Cholinergic System Structure and Function Changes in Individuals with Down Syndrome During the Development of Alzheimer's Disease.

Adults with Down syndrome represent the population with the highest risk of developing Alzheimer's disease worldwide. The cholinergic system is known to decline in Alzheimer's disease, with this decline responsible for many of the cognitive deficits that develop. The integrity of the cholinergic system across the lifespan in individuals with Down syndrome is not well characterized. Small fetal and infant post-mortem studies suggest an intact cholinergic projection system with a potential reduction in cholinergic receptors, while post-mortem studies in adults with Down syndrome reveal an age-related decrease in cholinergic integrity. Advances in magnetic resonance imaging (MRI) and positron emission tomography (PET) over the last 20 years have allowed for studies investigating the changes in cholinergic integrity across aging and during the development of Alzheimer's disease. One large cross-sectional study demonstrated reduced cholinergic basal forebrain volume measured by MRI associated with increasing Alzheimer's disease pathology.

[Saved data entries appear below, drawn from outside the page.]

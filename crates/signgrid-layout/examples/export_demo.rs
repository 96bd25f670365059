use signgrid_core::{CellAddress, Direction, GridBuffer, GridCommand, SymbolMap};
use signgrid_layout::{layout, Document, FixedAdvanceMetrics, PageSettings};

fn main() {
    let symbols = SymbolMap::default();
    let mut grid = GridBuffer::with_size(2, 3).unwrap();

    // Compose a short sign sequence across the first row.
    grid.apply(GridCommand::ToggleSelect(CellAddress::origin()), &symbols)
        .unwrap();
    grid.apply(GridCommand::InsertSymbol("\u{1D800}".into()), &symbols)
        .unwrap();
    grid.apply(GridCommand::Move(Direction::Right), &symbols)
        .unwrap();
    grid.apply(GridCommand::InsertSymbol("\u{1D802}".into()), &symbols)
        .unwrap();
    grid.apply(GridCommand::InsertSpace, &symbols).unwrap();
    grid.apply(GridCommand::InsertSymbol("\u{1D9FF}".into()), &symbols)
        .unwrap();

    // Export: snapshot, reshape, lay out.
    let document = Document::from_snapshot(&grid.snapshot());
    println!("=== Delimited intermediate form ===");
    println!("{:?}", document.to_delimited());

    let list = layout(
        &document,
        &PageSettings::default(),
        &FixedAdvanceMetrics::default(),
    );
    println!("\n=== Display list ({} ops) ===", list.len());
    println!("{}", serde_json::to_string_pretty(&list).unwrap());
}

In a small cohort of adults with Down syndrome, we have recently reported that PET measures of cholinergic integrity negatively correlated with amyloid accumulation. New disease-modifying treatments for Alzheimer's disease and treatments under development for Alzheimer's disease in Down syndrome have the potential to preserve the cholinergic system, while treatments targeting the cholinergic system directly may be used in conjunction with disease-modifying therapies to improve cognitive function further. A greater understanding of cholinergic neuronal and receptor integrity across the lifespan in individuals with Down syndrome will provide insights as to when targeting the cholinergic system is an appropriate therapeutic option and, in the future, maybe a valuable screening tool to identify individuals that would most benefit from cholinergic interventions.